A word-for-word restatement of every entry is what is needed here.
===== DATA EXTRACT
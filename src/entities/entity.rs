use crate::config::PlayArea;

/// Axis-aligned bounding box in simulation pixels
#[derive(Debug, Clone, Copy, PartialEq, Eq)]
pub struct Bounds {
    pub x: i32,
    pub y: i32,
    pub width: i32,
    pub height: i32,
}

impl Bounds {
    pub fn new(x: i32, y: i32, width: i32, height: i32) -> Self {
        Self {
            x,
            y,
            width,
            height,
        }
    }

    /// Box of the given size centred on (center_x, center_y)
    pub fn from_center(center_x: i32, center_y: i32, width: i32, height: i32) -> Self {
        Self::new(center_x - width / 2, center_y - height / 2, width, height)
    }

    pub fn left(&self) -> i32 {
        self.x
    }

    pub fn right(&self) -> i32 {
        self.x + self.width
    }

    pub fn top(&self) -> i32 {
        self.y
    }

    pub fn bottom(&self) -> i32 {
        self.y + self.height
    }

    pub fn center_x(&self) -> i32 {
        self.x + self.width / 2
    }

    /// Strict overlap: boxes that only share an edge do not collide
    pub fn overlaps(&self, other: &Bounds) -> bool {
        self.x < other.right()
            && self.right() > other.x
            && self.y < other.bottom()
            && self.bottom() > other.y
    }
}

/// Behaviour shared by everything that moves through the play area
pub trait Entity {
    fn bounds(&self) -> Bounds;

    fn is_alive(&self) -> bool;

    /// Move one tick and deactivate if the entity left the play area
    fn advance(&mut self, area: &PlayArea);
}
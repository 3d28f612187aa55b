use color_eyre::Result;
use rand::Rng;
use ratatui::{Terminal, backend::Backend, layout::Rect};
use std::time::{Duration, Instant};

use crate::audio::AudioManager;
use crate::config::GameConfig;
use crate::game::{Drawable, MatchController, MatchEvent, MatchState, MatchStatus, TickInput};
use crate::input::{InputAction, InputManager};
use crate::renderer::{GameOverLayout, GameRenderer, MainMenuLayout, RenderView, contains};

/// Which screen is showing, as far as input mapping is concerned
#[derive(Debug, Clone, Copy, PartialEq, Eq)]
pub enum Screen {
    MainMenu,
    Playing,
    Paused,
    GameOver,
}

enum Mode {
    MainMenu,
    Match {
        game: Box<MatchController>,
        started: Instant,
    },
    GameOver(MatchStatus),
}

/// The outer loop: menus around a fresh [`MatchController`] per match.
pub struct App {
    running: bool,
    mode: Mode,
    config: GameConfig,
    /// Fixed seed for every match, random per match otherwise
    seed: Option<u64>,
    input_manager: InputManager,
    renderer: GameRenderer,
    audio_manager: AudioManager,
    /// Terminal area of the last drawn frame, for click hit-testing
    last_area: Rect,
}

impl App {
    /// `config` must already be validated against the terminal size.
    pub fn new(
        config: GameConfig,
        seed: Option<u64>,
        input_manager: InputManager,
        audio_manager: AudioManager,
    ) -> Self {
        Self {
            running: true,
            mode: Mode::MainMenu,
            config,
            seed,
            input_manager,
            renderer: GameRenderer::new(),
            audio_manager,
            last_area: Rect::default(),
        }
    }

    pub fn screen(&self) -> Screen {
        match &self.mode {
            Mode::MainMenu => Screen::MainMenu,
            Mode::Match { game, .. } => match game.state() {
                MatchState::Paused => Screen::Paused,
                _ => Screen::Playing,
            },
            Mode::GameOver(_) => Screen::GameOver,
        }
    }

    pub fn is_running(&self) -> bool {
        self.running
    }

    /// Run the application's main loop.
    pub fn run<B: Backend>(mut self, terminal: &mut Terminal<B>) -> Result<()> {
        while self.running {
            let frame_start = Instant::now();

            self.draw(terminal)?;

            // Poll input events and get actions
            let screen = self.screen();
            self.input_manager.poll_events(screen)?;
            let actions = self.input_manager.get_actions(screen);

            self.process_actions(&actions)?;

            let budget = if self.screen() == Screen::Paused {
                self.config.paused_frame_duration()
            } else {
                self.config.frame_duration()
            };
            if let Some(remaining) = budget.checked_sub(frame_start.elapsed()) {
                std::thread::sleep(remaining);
            }
        }
        log::info!("quitting");
        Ok(())
    }

    fn draw<B: Backend>(&mut self, terminal: &mut Terminal<B>) -> Result<()> {
        let renderer = &self.renderer;
        let mut drawn_area = self.last_area;
        match &self.mode {
            Mode::MainMenu => {
                terminal.draw(|frame| {
                    drawn_area = frame.area();
                    renderer.render(frame, &RenderView::MainMenu);
                })?;
            }
            Mode::Match { game, .. } => {
                let drawables: Vec<Drawable> = game.drawables().collect();
                let status = game.status();
                terminal.draw(|frame| {
                    drawn_area = frame.area();
                    renderer.render(
                        frame,
                        &RenderView::Match {
                            drawables: &drawables,
                            status,
                        },
                    );
                })?;
            }
            Mode::GameOver(status) => {
                let status = *status;
                terminal.draw(|frame| {
                    drawn_area = frame.area();
                    renderer.render(frame, &RenderView::GameOver { status });
                })?;
            }
        }
        self.last_area = drawn_area;
        Ok(())
    }

    /// Process input actions for the current screen, then advance the match
    fn process_actions(&mut self, actions: &[InputAction]) -> Result<()> {
        let mut tick_input = TickInput::default();

        for action in actions {
            match *action {
                InputAction::Quit => {
                    self.running = false;
                    return Ok(());
                }
                InputAction::Play | InputAction::Retry => self.start_match()?,
                InputAction::MainMenu => self.mode = Mode::MainMenu,
                InputAction::TogglePause => {
                    if let Mode::Match { game, .. } = &mut self.mode {
                        game.toggle_pause();
                    }
                }
                InputAction::Click { column, row } => self.handle_click(column, row)?,
                InputAction::MoveLeft => tick_input.move_left = true,
                InputAction::MoveRight => tick_input.move_right = true,
                InputAction::Fire => tick_input.fire = true,
            }
        }

        self.update_match(tick_input);
        Ok(())
    }

    fn handle_click(&mut self, column: u16, row: u16) -> Result<()> {
        match self.mode {
            Mode::MainMenu => {
                let layout = MainMenuLayout::new(self.last_area);
                if contains(layout.play, column, row) {
                    self.start_match()?;
                } else if contains(layout.quit, column, row) {
                    self.running = false;
                }
            }
            Mode::GameOver(_) => {
                let layout = GameOverLayout::new(self.last_area);
                if contains(layout.retry, column, row) {
                    self.start_match()?;
                } else if contains(layout.main_menu, column, row) {
                    self.mode = Mode::MainMenu;
                }
            }
            Mode::Match { .. } => {}
        }
        Ok(())
    }

    fn start_match(&mut self) -> Result<()> {
        let seed = self.seed.unwrap_or_else(|| rand::rng().random());
        log::info!("starting match with seed {seed}");
        let game = MatchController::new(self.config.clone(), seed)?;
        self.mode = Mode::Match {
            game: Box::new(game),
            started: Instant::now(),
        };
        Ok(())
    }

    fn update_match(&mut self, mut input: TickInput) {
        let Mode::Match { game, started } = &mut self.mode else {
            return;
        };
        input.now = started.elapsed();

        let report = game.tick(&input);
        self.audio_manager.play_events(&report.events);

        if report
            .events
            .iter()
            .any(|e| matches!(e, MatchEvent::GameOver { .. }))
        {
            self.mode = Mode::GameOver(report.status);
        }
    }
}

/// Frames per second implied by a frame duration, for logging
pub fn frames_per_second(frame: Duration) -> u32 {
    if frame.is_zero() {
        return 0;
    }
    (Duration::from_secs(1).as_micros() / frame.as_micros().max(1)) as u32
}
==========
TASK RESPONSE
filename src/entities/entity.rs
use crate::config::PlayArea;

/// Axis-aligned bounding box in simulation pixels
#[derive(Debug, Clone, Copy, PartialEq, Eq)]
pub struct Bounds {
    pub x: i32,
    pub y: i32,
    pub width: i32,
    pub height: i32,
}

impl Bounds {
    pub fn new(x: i32, y: i32, width: i32, height: i32) -> Self {
        Self {
            x,
            y,
            width,
            height,
        }
    }

    /// Box of the given size centred on (center_x, center_y)
    pub fn from_center(center_x: i32, center_y: i32, width: i32, height: i32) -> Self {
        Self::new(center_x - width / 2, center_y - height / 2, width, height)
    }

    pub fn left(&self) -> i32 {
        self.x
    }

    pub fn right(&self) -> i32 {
        self.x + self.width
    }

    pub fn top(&self) -> i32 {
        self.y
    }

    pub fn bottom(&self) -> i32 {
        self.y + self.height
    }

    pub fn center_x(&self) -> i32 {
        self.x + self.width / 2
    }

    /// Strict overlap: boxes that only share an edge do not collide
    pub fn overlaps(&self, other: &Bounds) -> bool {
        self.x < other.right()
            && self.right() > other.x
            && self.y < other.bottom()
            && self.bottom() > other.y
    }
}

/// Behaviour shared by everything that moves through the play area
pub trait Entity {
    fn bounds(&self) -> Bounds;

    fn is_alive(&self) -> bool;

    /// Move one tick and deactivate if the entity left the play area
    fn advance(&mut self, area: &PlayArea);
}
repository 3d28f612187aa55b
use color_eyre::Result;
use rand::Rng;
use ratatui::{Terminal, backend::Backend, layout::Rect};
use std::time::{Duration, Instant};

use crate::audio::AudioManager;
use crate::config::GameConfig;
use crate::game::{Drawable, MatchController, MatchEvent, MatchState, MatchStatus, TickInput};
use crate::input::{InputAction, InputManager};
use crate::renderer::{GameOverLayout, GameRenderer, MainMenuLayout, RenderView, contains};

/// Which screen is showing, as far as input mapping is concerned
#[derive(Debug, Clone, Copy, PartialEq, Eq)]
pub enum Screen {
    MainMenu,
    Playing,
    Paused,
    GameOver,
}

enum Mode {
    MainMenu,
    Match {
        game: Box<MatchController>,
        started: Instant,
    },
    GameOver(MatchStatus),
}

/// The outer loop: menus around a fresh [`MatchController`] per match.
pub struct App {
    running: bool,
    mode: Mode,
    config: GameConfig,
    /// Fixed seed for every match, random per match otherwise
    seed: Option<u64>,
    input_manager: InputManager,
    renderer: GameRenderer,
    audio_manager: AudioManager,
    /// Terminal area of the last drawn frame, for click hit-testing
    last_area: Rect,
}

impl App {
    /// `config` must already be validated against the terminal size.
    pub fn new(
        config: GameConfig,
        seed: Option<u64>,
        input_manager: InputManager,
        audio_manager: AudioManager,
    ) -> Self {
        Self {
            running: true,
            mode: Mode::MainMenu,
            config,
            seed,
            input_manager,
            renderer: GameRenderer::new(),
            audio_manager,
            last_area: Rect::default(),
        }
    }

    pub fn screen(&self) -> Screen {
        match &self.mode {
            Mode::MainMenu => Screen::MainMenu,
            Mode::Match { game, .. } => match game.state() {
                MatchState::Paused => Screen::Paused,
                _ => Screen::Playing,
            },
            Mode::GameOver(_) => Screen::GameOver,
        }
    }

    pub fn is_running(&self) -> bool {
        self.running
    }

    /// Run the application's main loop.
    pub fn run<B: Backend>(mut self, terminal: &mut Terminal<B>) -> Result<()> {
        while self.running {
            let frame_start = Instant::now();

            self.draw(terminal)?;

            // Poll input events and get actions
            let screen = self.screen();
            self.input_manager.poll_events(screen)?;
            let actions = self.input_manager.get_actions(screen);

            self.process_actions(&actions)?;

            let budget = if self.screen() == Screen::Paused {
                self.config.paused_frame_duration()
            } else {
                self.config.frame_duration()
            };
            if let Some(remaining) = budget.checked_sub(frame_start.elapsed()) {
                std::thread::sleep(remaining);
            }
        }
        log::info!("quitting");
        Ok(())
    }

    fn draw<B: Backend>(&mut self, terminal: &mut Terminal<B>) -> Result<()> {
        let renderer = &self.renderer;
        let mut drawn_area = self.last_area;
        match &self.mode {
            Mode::MainMenu => {
                terminal.draw(|frame| {
                    drawn_area = frame.area();
                    renderer.render(frame, &RenderView::MainMenu);
                })?;
            }
            Mode::Match { game, .. } => {
                let drawables: Vec<Drawable> = game.drawables().collect();
                let status = game.status();
                terminal.draw(|frame| {
                    drawn_area = frame.area();
                    renderer.render(
                        frame,
                        &RenderView::Match {
                            drawables: &drawables,
                            status,
                        },
                    );
                })?;
            }
            Mode::GameOver(status) => {
                let status = *status;
                terminal.draw(|frame| {
                    drawn_area = frame.area();
                    renderer.render(frame, &RenderView::GameOver { status });
                })?;
            }
        }
        self.last_area = drawn_area;
        Ok(())
    }

    /// Process input actions for the current screen, then advance the match
    fn process_actions(&mut self, actions: &[InputAction]) -> Result<()> {
        let mut tick_input = TickInput::default();

        for action in actions {
            match *action {
                InputAction::Quit => {
                    self.running = false;
                    return Ok(());
                }
                InputAction::Play | InputAction::Retry => self.start_match()?,
                InputAction::MainMenu => self.mode = Mode::MainMenu,
                InputAction::TogglePause => {
                    if let Mode::Match { game, .. } = &mut self.mode {
                        game.toggle_pause();
                    }
                }
                InputAction::Click { column, row } => self.handle_click(column, row)?,
                InputAction::MoveLeft => tick_input.move_left = true,
                InputAction::MoveRight => tick_input.move_right = true,
                InputAction::Fire => tick_input.fire = true,
            }
        }

        self.update_match(tick_input);
        Ok(())
    }

    fn handle_click(&mut self, column: u16, row: u16) -> Result<()> {
        match self.mode {
            Mode::MainMenu => {
                let layout = MainMenuLayout::new(self.last_area);
                if contains(layout.play, column, row) {
                    self.start_match()?;
                } else if contains(layout.quit, column, row) {
                    self.running = false;
                }
            }
            Mode::GameOver(_) => {
                let layout = GameOverLayout::new(self.last_area);
                if contains(layout.retry, column, row) {
                    self.start_match()?;
                } else if contains(layout.main_menu, column, row) {
                    self.mode = Mode::MainMenu;
                }
            }
            Mode::Match { .. } => {}
        }
        Ok(())
    }

    fn start_match(&mut self) -> Result<()> {
        let seed = self.seed.unwrap_or_else(|| rand::rng().random());
        log::info!("starting match with seed {seed}");
        let game = MatchController::new(self.config.clone(), seed)?;
        self.mode = Mode::Match {
            game: Box::new(game),
            started: Instant::now(),
        };
        Ok(())
    }

    fn update_match(&mut self, mut input: TickInput) {
        let Mode::Match { game, started } = &mut self.mode else {
            return;
        };
        input.now = started.elapsed();

        let report = game.tick(&input);
        self.audio_manager.play_events(&report.events);

        if report
            .events
            .iter()
            .any(|e| matches!(e, MatchEvent::GameOver { .. }))
        {
            self.mode = Mode::GameOver(report.status);
        }
    }
}

/// Frames per second implied by a frame duration, for logging
pub fn frames_per_second(frame: Duration) -> u32 {
    if frame.is_zero() {
        return 0;
    }
    (Duration::from_secs(1).as_micros() / frame.as_micros().max(1)) as u32
}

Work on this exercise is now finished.